In consideration for the premium charged for this Bond, it is hereby understood and agreed that notwithstanding anything to the contrary in this Bond (including Insuring Agreement I), this Bond does not cover any loss resulting from any Online Redemption(s) or Online Purchase(s) involving an aggregate amount in excess of Five Hundred Thousand Dollars ($500,000) per shareholder account per day, unless before such redemption(s) or purchase(s), in a procedure initiated by the Insured or by the entity receiving the request for such Online Redemption(s) or Online Purchase(s):
| (a) | the Shareholder of Record verifies, by some method other than an Electronic Transmission effected over the Internet, that each such redemption or purchase has been authorized, and | |
| (b) | if such redemption or purchase is to be effected by wire to or from a particular bank account, a duly authorized employee of the bank verifies the account number to or from which funds are being transferred, and that the name on the account is the same as the name of the intended recipient of the proceeds. |
It is further understood and agreed that, notwithstanding the Limit of Liability set forth herein or any other provision of this Bond, the Limit of Liability with respect to any Single Loss caused by an Online Transaction shall be One Million Seven Hundred Thousand Dollars ($1,700,000) and the Deductible Amount applicable to any such Single Loss is One Hundred Thousand Dollars ($100,000).
It is further understood and agreed that, notwithstanding Section 9, Non-Reduction and Non-Accumulation of Liability and Total Liability, or any other provision of this Bond, the Aggregate Limit of Liability of the Underwriter under this Bond with respect to any and all loss or losses caused by Online Transactions shall be an aggregate of One Million Seven Hundred Thousand Dollars ($1,700,000) for the Bond Period, irrespective of the total amount of such loss or losses.

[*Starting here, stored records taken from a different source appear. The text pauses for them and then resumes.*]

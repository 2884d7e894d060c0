use pretty_assertions::assert_eq;
use serde_json::json;
use stagecraft_core::prelude::*;
use stagecraft_core::{BuildError, Clock, PhaseOutput, RunOutcome, RunQuery, Store};
use stagecraft_kernel::TopologyError;
use stagecraft_test_utils::*;
use std::sync::Arc;

fn orchestrator(registry: Registry) -> Orchestrator {
    Orchestrator::new(Arc::new(registry), Arc::new(TelemetryLedger::new())).unwrap()
}

#[tokio::test]
async fn single_mode_threads_payload_through_every_stage() {
    init_test_tracing();
    let orchestrator = orchestrator(three_stage_registry());

    let output = orchestrator
        .run(RunRequest::single(tid("T"), json!({"value": 1})))
        .await
        .unwrap();

    assert_eq!(
        stage_trace(&output.events),
        vec![
            "started:ingest",
            "completed:ingest",
            "started:analyze",
            "completed:analyze",
            "started:resolve",
            "completed:resolve",
        ]
    );
    assert!(output.events[0].is_run_marker());
    assert_eq!(
        output.payload(),
        Some(&json!({"value": 17, "trail": ["A", "B", "C"]}))
    );
    assert_eq!(output.diagnostics.stage_count, 3);
    assert_eq!(output.diagnostics.plugins_run, 3);
    assert_eq!(orchestrator.state(), RunState::Completed);
}

#[tokio::test]
async fn identical_runs_have_identical_stage_sequences() {
    let orchestrator = orchestrator(three_stage_registry());
    let first = orchestrator
        .run(RunRequest::single(tid("T"), json!({"value": 5})))
        .await
        .unwrap();
    let second = orchestrator
        .run(RunRequest::single(tid("T"), json!({"value": 5})))
        .await
        .unwrap();

    assert_ne!(first.run_id(), second.run_id());
    assert_eq!(stage_trace(&first.events), stage_trace(&second.events));
    assert_eq!(first.payload(), second.payload());
}

#[tokio::test]
async fn cancel_before_start_returns_only_run_marker() {
    let orchestrator = orchestrator(three_stage_registry());
    let token = CancellationToken::new();
    token.cancel();

    let err = orchestrator
        .run(RunRequest::single(tid("T"), json!({"value": 1})).with_cancel(token))
        .await
        .unwrap_err();

    assert!(err.is_cancelled());
    assert_eq!(err.events.len(), 1);
    assert!(err.events[0].is_run_marker());
    assert_eq!(orchestrator.state(), RunState::Errored);
    assert!(orchestrator.ledger().snapshot(&tid("T")).top5.is_empty());
}

#[tokio::test]
async fn cancellation_is_observed_between_stages() {
    let token = CancellationToken::new();
    let mut registry = Registry::new();
    registry
        .register(cancelling_plugin("A", "ingest", &[], token.clone()))
        .unwrap();
    registry
        .register(passthrough_plugin("B", "analyze", &["A"]))
        .unwrap();
    let orchestrator = orchestrator(registry);

    let err = orchestrator
        .run(RunRequest::single(tid("T"), json!({})).with_cancel(token))
        .await
        .unwrap_err();

    // the cancelling plugin still runs to completion
    assert_eq!(
        stage_trace(&err.events),
        vec!["started:ingest", "completed:ingest"]
    );
    assert!(matches!(
        err.error,
        RunError::Cancelled { before: Some(ref s) } if s == &stage("analyze")
    ));
}

#[tokio::test]
async fn plugin_failure_stops_later_stages() {
    let mut registry = Registry::new();
    registry
        .register(step_plugin("A", "ingest", &[], |v| v + 1))
        .unwrap();
    registry
        .register(failing_plugin("B", "analyze", &["A"], "analyzer exploded"))
        .unwrap();
    registry
        .register(passthrough_plugin("C", "resolve", &["B"]))
        .unwrap();
    let orchestrator = orchestrator(registry);

    let err = orchestrator
        .run(RunRequest::single(tid("T"), json!({"value": 1})))
        .await
        .unwrap_err();

    assert_eq!(err.failed_plugin(), Some((&stage("analyze"), &pid("B"))));
    assert_eq!(
        stage_trace(&err.events),
        vec![
            "started:ingest",
            "completed:ingest",
            "started:analyze",
            "failed:analyze",
        ]
    );
    let failed = err.events.last().unwrap();
    assert_eq!(failed.detail.as_deref(), Some("analyzer exploded"));
    assert!(err.to_string().contains("analyzer exploded"));

    let snapshot = orchestrator.ledger().snapshot(&tid("T"));
    assert_eq!(snapshot.route_count("single/failed"), 1);
    assert_eq!(snapshot.stage_count(&stage("resolve")), 0);
    assert_eq!(orchestrator.state(), RunState::Errored);
}

#[tokio::test]
async fn canary_skips_stages_without_eligible_plugin() {
    let orchestrator = orchestrator(three_stage_registry());

    let output = orchestrator
        .run(RunRequest::canary(
            tid("T"),
            json!({"value": 1}),
            [pid("A"), pid("C")],
        ))
        .await
        .unwrap();

    assert_eq!(
        stage_trace(&output.events),
        vec![
            "started:ingest",
            "completed:ingest",
            "skipped:analyze",
            "started:resolve",
            "completed:resolve",
        ]
    );
    assert_eq!(
        output.payload(),
        Some(&json!({"value": -1, "trail": ["A", "C"]}))
    );
    assert_eq!(output.diagnostics.skipped, 1);
    assert_eq!(
        orchestrator
            .ledger()
            .snapshot(&tid("T"))
            .route_count("canary/skipped"),
        1
    );
}

#[tokio::test]
async fn canary_picks_first_eligible_plugin_of_stage() {
    let mut registry = Registry::new();
    registry
        .register(step_plugin("stable", "ingest", &[], |v| v + 1))
        .unwrap();
    registry
        .register(step_plugin("candidate", "ingest", &[], |v| v + 100))
        .unwrap();
    let orchestrator = orchestrator(registry);

    let single = orchestrator
        .run(RunRequest::single(tid("T"), json!({"value": 0})))
        .await
        .unwrap();
    assert_eq!(single.payload().unwrap()["value"], json!(1));

    let canary = orchestrator
        .run(RunRequest::canary(tid("T"), json!({"value": 0}), [pid("candidate")]))
        .await
        .unwrap();
    assert_eq!(canary.payload().unwrap()["value"], json!(100));
}

#[tokio::test]
async fn multi_mode_runs_independent_signals() {
    let mut registry = Registry::new();
    registry
        .register(step_plugin("L", "left", &[], |v| v + 1))
        .unwrap();
    registry
        .register(step_plugin("R", "right", &[], |v| v * 10))
        .unwrap();
    let orchestrator = orchestrator(registry);

    let output = orchestrator
        .run(RunRequest::multi(
            tid("T"),
            vec![
                Signal::new(stage("left"), json!({"value": 1})),
                Signal::new(stage("right"), json!({"value": 2})),
            ],
        ))
        .await
        .unwrap();

    let mut signals = output.signals().to_vec();
    assert_eq!(signals.len(), 2);
    signals.sort_by_key(|s| s.index);
    assert_eq!(signals[0].payload["value"], json!(2));
    assert_eq!(signals[0].plugins, vec![pid("L")]);
    assert_eq!(signals[1].payload["value"], json!(20));
    assert_eq!(signals[1].plugins, vec![pid("R")]);
    assert!(output.payload().is_none());
}

#[tokio::test]
async fn multi_mode_interleaves_signals_on_one_task() {
    let mut registry = Registry::new();
    registry.register(yielding_plugin("slow-a", "a", 3)).unwrap();
    registry.register(yielding_plugin("slow-b", "b", 3)).unwrap();
    let orchestrator = orchestrator(registry);

    let output = orchestrator
        .run(RunRequest::multi(
            tid("T"),
            vec![
                Signal::new(stage("a"), json!({})),
                Signal::new(stage("b"), json!({})),
            ],
        ))
        .await
        .unwrap();

    let kinds: Vec<EventKind> = output.stage_events().map(|e| e.kind).collect();
    assert_eq!(
        kinds,
        vec![
            EventKind::Started,
            EventKind::Started,
            EventKind::Completed,
            EventKind::Completed,
        ]
    );
    assert!(output.events.windows(2).all(|w| w[0].at <= w[1].at));
}

#[tokio::test]
async fn multi_mode_failure_halts_pending_plugins() {
    let mut registry = Registry::new();
    registry.register(yielding_plugin("Y", "slow", 3)).unwrap();
    registry
        .register(passthrough_plugin("Z", "slow", &[]))
        .unwrap();
    registry
        .register(failing_plugin("F", "bad", &[], "bad signal"))
        .unwrap();
    let orchestrator = orchestrator(registry);

    let err = orchestrator
        .run(RunRequest::multi(
            tid("T"),
            vec![
                Signal::new(stage("slow"), json!({})),
                Signal::new(stage("bad"), json!({})),
            ],
        ))
        .await
        .unwrap_err();

    assert_eq!(err.failed_plugin(), Some((&stage("bad"), &pid("F"))));
    assert!(err
        .events
        .iter()
        .all(|e| e.plugin_id.as_ref() != Some(&pid("Z"))));
}

#[tokio::test]
async fn multi_signal_without_plugins_is_skipped() {
    let orchestrator = orchestrator(three_stage_registry());

    let output = orchestrator
        .run(RunRequest::multi(
            tid("T"),
            vec![Signal::new(stage("unknown"), json!({"value": 9}))],
        ))
        .await
        .unwrap();

    assert_eq!(stage_trace(&output.events), vec!["skipped:unknown"]);
    assert_eq!(output.signals()[0].payload, json!({"value": 9}));
    assert!(output.signals()[0].plugins.is_empty());
}

#[tokio::test]
async fn multi_mode_cancel_before_start_returns_only_run_marker() {
    let orchestrator = orchestrator(three_stage_registry());
    let token = CancellationToken::new();
    token.cancel();
    let signals = vec![
        Signal::new(stage("ingest"), json!({"value": 1})),
        Signal::new(stage("analyze"), json!({"value": 2})),
    ];

    let err = orchestrator
        .run(RunRequest::multi(tid("T"), signals).with_cancel(token))
        .await
        .unwrap_err();

    assert!(err.is_cancelled());
    assert_eq!(err.events.len(), 1);
    assert!(err.events[0].is_run_marker());
    assert_eq!(orchestrator.state(), RunState::Errored);
}

#[tokio::test]
async fn mismatched_input_is_rejected() {
    let orchestrator = orchestrator(three_stage_registry());

    let err = orchestrator
        .run(RunRequest::new(
            tid("T"),
            RunInput::Payload(json!({})),
            RunMode::Multi,
        ))
        .await
        .unwrap_err();

    assert!(matches!(err.error, RunError::InvalidInput { mode: "multi", .. }));
    assert_eq!(err.events.len(), 1);
}

#[tokio::test]
async fn streaming_delivers_each_phase_in_order() {
    let orchestrator = orchestrator(three_stage_registry());
    let (tx, mut rx) = orchestrator.phase_channel();

    let (result, phases) = tokio::join!(
        orchestrator.run_streaming(RunRequest::single(tid("T"), json!({"value": 1})), tx),
        async {
            let mut phases: Vec<PhaseOutput> = Vec::new();
            while let Some(phase) = rx.recv().await {
                phases.push(phase);
            }
            phases
        }
    );

    let output = result.unwrap();
    let stages: Vec<&str> = phases.iter().map(|p| p.stage.as_str()).collect();
    assert_eq!(stages, vec!["ingest", "analyze", "resolve"]);
    assert!(phases.iter().all(|p| p.run_id == output.run_id()));
    assert_eq!(phases.last().map(|p| &p.payload), output.payload());
    assert_eq!(phases[0].payload["value"], json!(2));
}

#[tokio::test]
async fn streaming_survives_dropped_receiver() {
    let orchestrator = orchestrator(three_stage_registry());
    let (tx, rx) = orchestrator.phase_channel();
    drop(rx);

    let output = orchestrator
        .run_streaming(RunRequest::single(tid("T"), json!({"value": 1})), tx)
        .await
        .unwrap();
    assert_eq!(output.payload().unwrap()["value"], json!(17));
}

#[tokio::test]
async fn leases_are_held_during_run_and_released_after() {
    let ledger = Arc::new(TelemetryLedger::new());
    let observed = Arc::clone(&ledger);
    let mut registry = Registry::new();
    registry
        .register(FnPlugin::sync(
            PluginManifest::new(pid("probe"), stage("ingest")),
            move |input| {
                anyhow::ensure!(observed.active_leases() == 1, "ledger not leased");
                Ok(input)
            },
        ))
        .unwrap();
    let registry = Arc::new(registry);
    let orchestrator = Orchestrator::new(Arc::clone(&registry), Arc::clone(&ledger)).unwrap();

    orchestrator
        .run(RunRequest::single(tid("T"), json!({})))
        .await
        .unwrap();
    assert_eq!(ledger.active_leases(), 0);
    assert_eq!(registry.active_leases(), 0);
}
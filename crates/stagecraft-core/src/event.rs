//! Lifecycle events
//!
//! [`EventLog`] is the per-run, append-only list of lifecycle events. It
//! assigns sequence numbers and clamps timestamps so `at` never decreases
//! within a run, even if the clock steps backwards.

use chrono::{DateTime, Utc};
use parking_lot::Mutex;
use serde::{Deserialize, Serialize};
use stagecraft_kernel::{PluginId, RunId, Stage, TenantId};
use std::fmt;

/// Lifecycle event kind
#[derive(Debug, Clone, Copy, PartialEq, Eq, Hash, Serialize, Deserialize)]
#[serde(rename_all = "snake_case")]
pub enum EventKind {
    /// Run or plugin started
    Started,
    /// Plugin produced output
    Completed,
    /// Plugin failed
    Failed,
    /// Stage had no eligible plugin
    Skipped,
}

impl EventKind {
    /// Lowercase name
    #[must_use]
    pub const fn as_str(self) -> &'static str {
        match self {
            Self::Started => "started",
            Self::Completed => "completed",
            Self::Failed => "failed",
            Self::Skipped => "skipped",
        }
    }
}

impl fmt::Display for EventKind {
    fn fmt(&self, f: &mut fmt::Formatter<'_>) -> fmt::Result {
        f.write_str(self.as_str())
    }
}

/// One entry in a run's event list
///
/// The run-started marker has `stage == None`; every other event names a
/// stage.
#[derive(Debug, Clone, PartialEq, Eq, Serialize, Deserialize)]
pub struct LifecycleEvent {
    /// Position within the run, from zero
    pub seq: u64,
    /// Event kind
    pub kind: EventKind,
    /// Stage, `None` for the run marker
    pub stage: Option<Stage>,
    /// Plugin, if one was involved
    pub plugin_id: Option<PluginId>,
    /// Emission time
    pub at: DateTime<Utc>,
    /// Free-form detail
    pub detail: Option<String>,
}

impl LifecycleEvent {
    /// Whether this is the run-started marker
    #[inline]
    #[must_use]
    pub fn is_run_marker(&self) -> bool {
        self.stage.is_none()
    }
}

/// Event tagged with its run, as handed to a publisher
#[derive(Debug, Clone, PartialEq, Eq, Serialize, Deserialize)]
pub struct EventEnvelope {
    /// Run that emitted the event
    pub run_id: RunId,
    /// Tenant of the run
    pub tenant: TenantId,
    /// The event
    pub event: LifecycleEvent,
}

#[derive(Debug, Default)]
struct LogInner {
    events: Vec<LifecycleEvent>,
    last_at: Option<DateTime<Utc>>,
}

/// Append-only event list of one run
#[derive(Debug, Default)]
pub struct EventLog {
    inner: Mutex<LogInner>,
}

impl EventLog {
    /// Create empty log
    #[inline]
    #[must_use]
    pub fn new() -> Self {
        Self::default()
    }

    /// Append an event and return a copy of what was stored
    pub fn append(
        &self,
        kind: EventKind,
        stage: Option<Stage>,
        plugin_id: Option<PluginId>,
        at: DateTime<Utc>,
        detail: Option<String>,
    ) -> LifecycleEvent {
        let mut guard = self.inner.lock();
        let at = match guard.last_at {
            Some(last) if at < last => last,
            _ => at,
        };
        guard.last_at = Some(at);
        let event = LifecycleEvent {
            seq: guard.events.len() as u64,
            kind,
            stage,
            plugin_id,
            at,
            detail,
        };
        guard.events.push(event.clone());
        event
    }

    /// Copy of the events so far
    #[must_use]
    pub fn events(&self) -> Vec<LifecycleEvent> {
        self.inner.lock().events.clone()
    }

    /// Number of events
    #[must_use]
    pub fn len(&self) -> usize {
        self.inner.lock().events.len()
    }

    /// Check if no event was appended
    #[must_use]
    pub fn is_empty(&self) -> bool {
        self.inner.lock().events.is_empty()
    }

    /// Take the events, consuming the log
    #[must_use]
    pub fn into_events(self) -> Vec<LifecycleEvent> {
        self.inner.into_inner().events
    }
}
//! Stagecraft Kernel
//!
//! Build-time half of the engine:
//! 1. **Registry**: plugin set with unique ids, indexed by stage
//! 2. **Topology**: deterministic stage order with cycle diagnostics
//!
//! Everything here runs before a run starts and fails synchronously. The
//! run-time half lives in `stagecraft-core`.
//!
//! # Quick Start
//!
//! ```rust,ignore
//! use stagecraft_kernel::prelude::*;
//!
//! let mut registry = Registry::new();
//! registry.register(FnPlugin::sync(
//!     PluginManifest::new(PluginId::new("reader")?, Stage::new("ingest")?),
//!     |input| Ok(input),
//! ))?;
//!
//! let plan = TopologyBuilder::new(&registry).build()?;
//! assert_eq!(plan.ordered_stages.len(), 1);
//! ```

pub mod error;
pub mod id;
pub mod lease;
pub mod plugin;
pub mod registry;
pub mod topology;

// Re-exports
pub use error::{BootstrapError, IdError, RegistryError, TopologyError};
pub use id::{Capability, PluginId, RunId, Stage, TenantId};
pub use lease::{Disposable, DisposalError, Lease, LeaseCounter, Leasable};
pub use plugin::{FnPlugin, Payload, Plugin, PluginManifest, StageContext};
pub use registry::{Registry, RegistryLease};
pub use topology::{
    build_topology, Edge, ExecutionPlan, PlanDiagnostics, TopologyBuilder, TopologyOptions,
    DEFAULT_MAX_FAN_OUT,
};

/// Common imports
pub mod prelude {
    pub use crate::{
        Capability, Edge, ExecutionPlan, FnPlugin, Payload, Plugin, PluginId, PluginManifest,
        Registry, RunId, Stage, StageContext, TenantId, TopologyBuilder, TopologyOptions,
    };
}

/// Version of this crate
pub const VERSION: &str = env!("CARGO_PKG_VERSION");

For purposes of this Rider, the following terms shall have the following meanings:
“Online Purchase” means any purchase of shares issued by an Investment Company, which purchase is requested through an Electronic Transmission over the Internet.
“Online Redemption” means any redemption of shares issued by an Investment Company, which redemption is requested through an Electronic Transmission over the Internet.
“Online Transaction” means any Phone/Electronic Transaction requested through an Electronic Transmission over the Internet.
Except as above stated, nothing herein shall be held to alter, waive, or extend any of the terms of this Bond.